Bien que Netscape ne soit pas encore rentable, la flambée du cours de l’action a créé un précédent pour l’évaluation des sociétés Internet sur la base de leur potentiel plutôt que de leurs bénéfices réels. Ce modèle de valorisation de la croissance par rapport à la valeur domine toujours sur le marché boursier actuel.
Au coeur de la bulle
Cependant, tout comme Netscape a joué un rôle majeur dans l’essor des « dot-com », cette bulle a également contribué de manière décisive à son effondrement. De nombreuses sociétés Internet étaient très surévaluées. Les investisseurs injectaient de l’argent dans des startups dont la rentabilité n’était pas clairement établie. La spéculation et le battage médiatique ont fait grimper le cours des actions à des niveaux insoutenables. Pendant un certain temps, il suffisait de dire que son entreprise avait un projet Internet pour attirer les investisseurs.
Les activités de Netscape commençant à s’essouffler, America Online (AOL) a payé en 1998 plus de 10 milliards de dollars pour Netscape dans le cadre d’un accord tripartite avec Sun Microsystems. Pourtant, la part de marché de Netscape a continué à chuter.
De nombreuses sociétés point-com avaient des modèles d’entreprise non viables et brûlaient rapidement leurs liquidités sans générer de bénéfices. Le relèvement des taux d’intérêt par la Réserve fédérale en 1999 et 2000 a limité les flux de trésorerie, rendant le financement par l’emprunt plus onéreux, de sorte que les investisseurs ont commencé à retirer leur argent des valeurs technologiques spéculatives.
Résultat ? Le NASDAQ a chuté de plus de 25 % au cours de la semaine qui s’est achevée le 14 avril 2000. Le boom des « dot com » s’est transformé en débâcle.
Du navigateur au VC
Cette chute n’a pas été le seul effet de Netscape sur le monde financier.
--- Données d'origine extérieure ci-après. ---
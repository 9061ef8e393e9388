//! Storage abstraction for the studio backoffice.
//!
//! This crate provides:
//! - `ClientStore` / `TaskStore` ports used by the orchestration core
//! - `VideoFieldsPatch` partial updates for video-tracking fields
//! - An injectable in-memory backend

pub mod error;
pub mod memory;
pub mod ports;

pub use error::{StoreError, StoreResult};
pub use memory::MemoryStore;
pub use ports::{ClientStore, TaskStore, VideoFieldsPatch};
Andreessen, cofondateur de Netscape, est devenu un important investisseur en capital-risque, finançant de nombreuses start-ups technologiques.
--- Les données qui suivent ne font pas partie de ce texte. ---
//! Prompt generation handlers.
//!
//! Two entry points with deliberately asymmetric failure handling:
//! - client-scoped generation degrades to a template fallback and always
//!   reports success (provenance tells the caller which path ran)
//! - title-scoped generation has no brand context to build a template
//!   from, so upstream failures surface to the caller

use axum::extract::State;
use axum::Json;
use serde::{Deserialize, Serialize};
use tracing::info;

use studio_models::ClientId;
use studio_promptgen::Provenance;
use studio_store::ClientStore;

use crate::error::{ApiError, ApiResult};
use crate::state::AppState;

/// Request to generate a prompt from a client's brand profile.
#[derive(Debug, Deserialize)]
pub struct ClientPromptRequest {
    pub client_id: String,
    /// Free-text request describing what the video should show
    #[serde(default)]
    pub request: String,
}

#[derive(Serialize)]
pub struct ClientPromptResponse {
    pub success: bool,
    pub prompt: String,
    pub provenance: Provenance,
    pub message: String,
}

/// Generate a prompt for a client.
///
/// 404 when the client is unknown. Upstream language-model failure is not
/// an error here; the composer fallback runs instead.
pub async fn generate_client_prompt(
    State(state): State<AppState>,
    Json(request): Json<ClientPromptRequest>,
) -> ApiResult<Json<ClientPromptResponse>> {
    if request.client_id.trim().is_empty() {
        return Err(ApiError::bad_request("client_id is required"));
    }

    let client = state
        .clients
        .get(&ClientId::from(request.client_id.as_str()))
        .await?;

    let (prompt, provenance) = state
        .prompts
        .generate_for_client(&client, &request.request)
        .await;

    info!(
        client_id = %client.id,
        provenance = provenance.as_str(),
        "Generated client prompt"
    );

    let message = match provenance {
        Provenance::Generated => "Prompt generated.",
        Provenance::Fallback => "Prompt generated (template mode).",
    };

    Ok(Json(ClientPromptResponse {
        success: true,
        prompt,
        provenance,
        message: message.to_string(),
    }))
}

/// Request to generate a prompt from a task title and description.
#[derive(Debug, Deserialize)]
pub struct TitlePromptRequest {
    #[serde(default)]
    pub title: String,
    #[serde(default)]
    pub description: Option<String>,
}

#[derive(Serialize)]
pub struct TitlePromptResponse {
    pub success: bool,
    pub prompt: String,
}

/// Generate a prompt from a title/description pair.
///
/// 400 when `title` is missing. No fallback: language-model failures pass
/// through with their original status and body.
pub async fn generate_title_prompt(
    State(state): State<AppState>,
    Json(request): Json<TitlePromptRequest>,
) -> ApiResult<Json<TitlePromptResponse>> {
    if request.title.trim().is_empty() {
        return Err(ApiError::bad_request("title is required"));
    }

    let prompt = state
        .prompts
        .generate_from_title(&request.title, request.description.as_deref())
        .await?;

    Ok(Json(TitlePromptResponse {
        success: true,
        prompt,
    }))
}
En 2009, il a cofondé la société de capital-risque Andreessen Horowitz (a16z) avec son partenaire commercial de longue date, Ben Horowitz. Cette société est rapidement devenue une puissance dans le paysage du capital-risque de la Silicon Valley.
Mais a16z était bien plus qu’une simple société de capital-risque. Elle a introduit une approche plus holistique du soutien aux startups, allant au-delà de la simple fourniture de capital. L’entreprise offrait un support complet, notamment en matière de recrutement, de vente, de marketing et de mise en réseau.
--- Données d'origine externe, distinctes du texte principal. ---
//! Application state.

use std::sync::Arc;

use studio_promptgen::{PromptGenConfig, PromptGenerator};
use studio_store::{ClientStore, MemoryStore, TaskStore};
use studio_videogen::{JobSubmitter, StatusReconciler, VideoProviderClient, VideoProviderConfig};

use crate::config::ApiConfig;

/// Shared application state.
#[derive(Clone)]
pub struct AppState {
    pub config: ApiConfig,
    pub clients: Arc<dyn ClientStore>,
    pub tasks: Arc<dyn TaskStore>,
    pub prompts: Arc<PromptGenerator>,
    pub submitter: Arc<JobSubmitter>,
    pub reconciler: Arc<StatusReconciler>,
}

impl AppState {
    /// Create application state over injected stores.
    pub fn new(
        config: ApiConfig,
        clients: Arc<dyn ClientStore>,
        tasks: Arc<dyn TaskStore>,
    ) -> Self {
        let mut prompt_config =
            PromptGenConfig::new(&config.openai_api_key, &config.openai_api_base);
        prompt_config.timeout = config.request_timeout;
        let prompts = Arc::new(PromptGenerator::new(prompt_config));

        let mut provider_config =
            VideoProviderConfig::new(&config.video_api_key, &config.video_api_base);
        provider_config.timeout = config.request_timeout;

        let submitter = Arc::new(JobSubmitter::new(
            VideoProviderClient::new(provider_config.clone()),
            Arc::clone(&tasks),
        ));
        let reconciler = Arc::new(StatusReconciler::new(
            VideoProviderClient::new(provider_config),
            Arc::clone(&tasks),
        ));

        Self {
            config,
            clients,
            tasks,
            prompts,
            submitter,
            reconciler,
        }
    }

    /// Create state backed by a fresh in-memory store, returning the store
    /// for seeding.
    pub fn in_memory(config: ApiConfig) -> (Self, Arc<MemoryStore>) {
        let store = Arc::new(MemoryStore::new());
        let state = Self::new(
            config,
            Arc::clone(&store) as Arc<dyn ClientStore>,
            Arc::clone(&store) as Arc<dyn TaskStore>,
        );
        (state, store)
    }
}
Elle s’est concentrée sur l’investissement dans des entreprises basées sur l’informatique, quel que soit leur secteur d’activité. Cette approche a permis d’identifier et de soutenir de nombreuses startups technologiques à succès, dont Facebook, Airbnb, Lyft et GitHub. A16z a établi le modèle commercial de la société de capital-risque moderne de la Silicon Valley.
Ainsi, même si Netscape s’efface dans l’histoire, son influence reste puissante dans les domaines de la technologie et des affaires. Netscape a peut-être perdu la guerre des navigateurs, mais son impact se fera sentir pendant des générations.